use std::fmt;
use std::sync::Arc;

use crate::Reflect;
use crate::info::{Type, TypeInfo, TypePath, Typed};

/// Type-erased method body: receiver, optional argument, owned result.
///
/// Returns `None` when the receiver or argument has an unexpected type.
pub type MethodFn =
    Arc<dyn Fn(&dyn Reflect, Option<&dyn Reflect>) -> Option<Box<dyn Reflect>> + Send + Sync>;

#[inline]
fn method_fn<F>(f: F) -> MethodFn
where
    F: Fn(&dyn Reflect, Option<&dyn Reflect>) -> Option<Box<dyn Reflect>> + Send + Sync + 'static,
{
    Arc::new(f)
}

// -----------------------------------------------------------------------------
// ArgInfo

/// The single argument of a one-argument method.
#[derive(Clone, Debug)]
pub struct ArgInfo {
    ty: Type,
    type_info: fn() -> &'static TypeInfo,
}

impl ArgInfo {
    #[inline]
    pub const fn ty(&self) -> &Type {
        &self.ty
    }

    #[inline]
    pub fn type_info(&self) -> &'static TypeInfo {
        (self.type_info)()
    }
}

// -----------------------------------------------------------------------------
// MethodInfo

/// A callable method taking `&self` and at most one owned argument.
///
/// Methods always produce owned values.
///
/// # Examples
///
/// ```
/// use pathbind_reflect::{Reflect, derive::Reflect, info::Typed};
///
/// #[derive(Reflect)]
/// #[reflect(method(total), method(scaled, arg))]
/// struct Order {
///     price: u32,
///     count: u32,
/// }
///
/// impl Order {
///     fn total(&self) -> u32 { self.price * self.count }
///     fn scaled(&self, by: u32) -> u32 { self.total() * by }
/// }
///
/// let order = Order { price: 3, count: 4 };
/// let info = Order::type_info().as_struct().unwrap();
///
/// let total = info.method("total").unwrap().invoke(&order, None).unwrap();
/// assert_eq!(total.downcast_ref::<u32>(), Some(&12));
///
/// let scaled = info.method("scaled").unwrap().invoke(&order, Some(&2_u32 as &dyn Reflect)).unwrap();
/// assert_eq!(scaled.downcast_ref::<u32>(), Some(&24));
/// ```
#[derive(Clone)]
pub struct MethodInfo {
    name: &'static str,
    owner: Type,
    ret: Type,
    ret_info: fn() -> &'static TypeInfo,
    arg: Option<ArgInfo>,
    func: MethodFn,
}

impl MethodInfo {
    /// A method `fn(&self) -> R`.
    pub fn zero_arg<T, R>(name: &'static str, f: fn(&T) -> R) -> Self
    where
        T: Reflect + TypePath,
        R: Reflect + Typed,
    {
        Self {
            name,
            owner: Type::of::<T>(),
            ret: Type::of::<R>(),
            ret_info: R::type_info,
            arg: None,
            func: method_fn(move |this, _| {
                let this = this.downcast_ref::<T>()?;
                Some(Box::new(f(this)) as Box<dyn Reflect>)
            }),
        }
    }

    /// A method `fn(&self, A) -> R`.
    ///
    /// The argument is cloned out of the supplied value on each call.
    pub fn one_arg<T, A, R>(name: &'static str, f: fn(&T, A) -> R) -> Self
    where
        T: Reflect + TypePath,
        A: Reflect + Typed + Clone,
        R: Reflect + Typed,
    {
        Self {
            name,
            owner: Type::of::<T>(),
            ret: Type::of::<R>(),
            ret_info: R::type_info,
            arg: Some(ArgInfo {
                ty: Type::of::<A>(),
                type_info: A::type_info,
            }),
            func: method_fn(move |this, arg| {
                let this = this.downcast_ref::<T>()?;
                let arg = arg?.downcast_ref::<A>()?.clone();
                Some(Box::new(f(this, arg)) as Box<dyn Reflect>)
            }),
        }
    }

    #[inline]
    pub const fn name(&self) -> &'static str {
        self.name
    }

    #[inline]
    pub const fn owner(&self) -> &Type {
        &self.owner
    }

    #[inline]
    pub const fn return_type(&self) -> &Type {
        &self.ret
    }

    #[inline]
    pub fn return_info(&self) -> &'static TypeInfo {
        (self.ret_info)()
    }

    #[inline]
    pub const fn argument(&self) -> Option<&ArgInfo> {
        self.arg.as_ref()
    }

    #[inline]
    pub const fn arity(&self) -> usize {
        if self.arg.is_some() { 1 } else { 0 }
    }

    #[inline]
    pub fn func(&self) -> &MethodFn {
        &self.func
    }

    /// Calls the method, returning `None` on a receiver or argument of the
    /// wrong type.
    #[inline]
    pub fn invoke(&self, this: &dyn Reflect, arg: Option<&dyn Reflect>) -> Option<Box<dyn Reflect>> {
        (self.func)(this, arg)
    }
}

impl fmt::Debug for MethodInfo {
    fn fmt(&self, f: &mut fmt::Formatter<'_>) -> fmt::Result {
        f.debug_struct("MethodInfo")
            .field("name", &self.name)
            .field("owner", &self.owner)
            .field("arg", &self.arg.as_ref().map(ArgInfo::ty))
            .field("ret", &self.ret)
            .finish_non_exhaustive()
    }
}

==

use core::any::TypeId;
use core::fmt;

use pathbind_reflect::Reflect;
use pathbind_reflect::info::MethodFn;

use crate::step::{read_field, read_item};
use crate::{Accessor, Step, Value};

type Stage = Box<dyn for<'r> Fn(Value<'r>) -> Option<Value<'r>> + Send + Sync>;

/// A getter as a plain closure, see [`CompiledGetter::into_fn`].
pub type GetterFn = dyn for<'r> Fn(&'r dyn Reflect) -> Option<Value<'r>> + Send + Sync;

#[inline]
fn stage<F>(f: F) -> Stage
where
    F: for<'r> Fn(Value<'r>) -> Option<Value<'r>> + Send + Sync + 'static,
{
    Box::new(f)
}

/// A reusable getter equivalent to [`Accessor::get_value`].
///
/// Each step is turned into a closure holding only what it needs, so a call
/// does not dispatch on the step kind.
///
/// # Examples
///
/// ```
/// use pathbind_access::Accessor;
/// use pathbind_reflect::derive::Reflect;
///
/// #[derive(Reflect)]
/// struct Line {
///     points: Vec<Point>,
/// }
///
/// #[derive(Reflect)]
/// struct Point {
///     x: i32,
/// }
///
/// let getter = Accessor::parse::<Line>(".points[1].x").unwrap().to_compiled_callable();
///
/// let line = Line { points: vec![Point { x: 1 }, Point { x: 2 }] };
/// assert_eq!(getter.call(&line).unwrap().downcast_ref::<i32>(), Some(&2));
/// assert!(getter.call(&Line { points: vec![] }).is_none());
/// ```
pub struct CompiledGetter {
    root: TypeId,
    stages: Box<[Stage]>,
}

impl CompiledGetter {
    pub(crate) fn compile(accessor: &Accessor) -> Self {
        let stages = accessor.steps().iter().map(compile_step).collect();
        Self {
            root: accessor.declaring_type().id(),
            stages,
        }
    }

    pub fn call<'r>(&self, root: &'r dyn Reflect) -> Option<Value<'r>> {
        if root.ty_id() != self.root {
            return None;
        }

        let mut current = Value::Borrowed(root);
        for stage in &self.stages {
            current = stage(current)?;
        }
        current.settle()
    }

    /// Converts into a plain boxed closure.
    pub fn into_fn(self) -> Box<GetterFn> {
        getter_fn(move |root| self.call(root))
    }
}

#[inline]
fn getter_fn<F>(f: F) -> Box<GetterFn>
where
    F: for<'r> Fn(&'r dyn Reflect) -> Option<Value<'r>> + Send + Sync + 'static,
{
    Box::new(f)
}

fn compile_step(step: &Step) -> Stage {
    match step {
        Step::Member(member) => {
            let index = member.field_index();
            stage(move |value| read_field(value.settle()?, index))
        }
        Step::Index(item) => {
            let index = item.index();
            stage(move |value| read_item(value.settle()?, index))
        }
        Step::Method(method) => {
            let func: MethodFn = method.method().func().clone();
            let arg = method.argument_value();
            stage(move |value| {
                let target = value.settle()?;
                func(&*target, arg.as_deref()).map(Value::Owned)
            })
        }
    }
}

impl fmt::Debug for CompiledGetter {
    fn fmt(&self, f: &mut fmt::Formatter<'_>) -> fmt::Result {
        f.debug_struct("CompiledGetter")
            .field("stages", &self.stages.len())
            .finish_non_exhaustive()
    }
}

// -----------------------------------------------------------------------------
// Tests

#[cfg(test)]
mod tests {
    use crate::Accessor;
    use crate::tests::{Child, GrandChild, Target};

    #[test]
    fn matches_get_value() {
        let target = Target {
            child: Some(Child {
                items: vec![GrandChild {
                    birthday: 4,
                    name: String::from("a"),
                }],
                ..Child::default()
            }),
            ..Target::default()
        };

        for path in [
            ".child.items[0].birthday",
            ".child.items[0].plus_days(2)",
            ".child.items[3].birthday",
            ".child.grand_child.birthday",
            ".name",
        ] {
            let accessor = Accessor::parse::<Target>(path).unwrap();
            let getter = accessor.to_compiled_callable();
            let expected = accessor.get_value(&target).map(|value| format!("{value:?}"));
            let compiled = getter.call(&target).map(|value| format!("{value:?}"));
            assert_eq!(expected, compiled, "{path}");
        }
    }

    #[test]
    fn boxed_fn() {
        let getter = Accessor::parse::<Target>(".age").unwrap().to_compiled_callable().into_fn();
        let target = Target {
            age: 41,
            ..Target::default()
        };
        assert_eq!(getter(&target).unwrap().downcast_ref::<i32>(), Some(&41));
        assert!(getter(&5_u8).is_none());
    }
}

▸ **Requirement**
Filter the records above for "Send" and copy every matching line.

▸ **Solution for this task**
    Arc<dyn Fn(&dyn Reflect, Option<&dyn Reflect>) -> Option<Box<dyn Reflect>> + Send + Sync>;
    F: Fn(&dyn Reflect, Option<&dyn Reflect>) -> Option<Box<dyn Reflect>> + Send + Sync + 'static,
type Stage = Box<dyn for<'r> Fn(Value<'r>) -> Option<Value<'r>> + Send + Sync>;
pub type GetterFn = dyn for<'r> Fn(&'r dyn Reflect) -> Option<Value<'r>> + Send + Sync;
    F: for<'r> Fn(Value<'r>) -> Option<Value<'r>> + Send + Sync + 'static,
    F: for<'r> Fn(&'r dyn Reflect) -> Option<Value<'r>> + Send + Sync + 'static,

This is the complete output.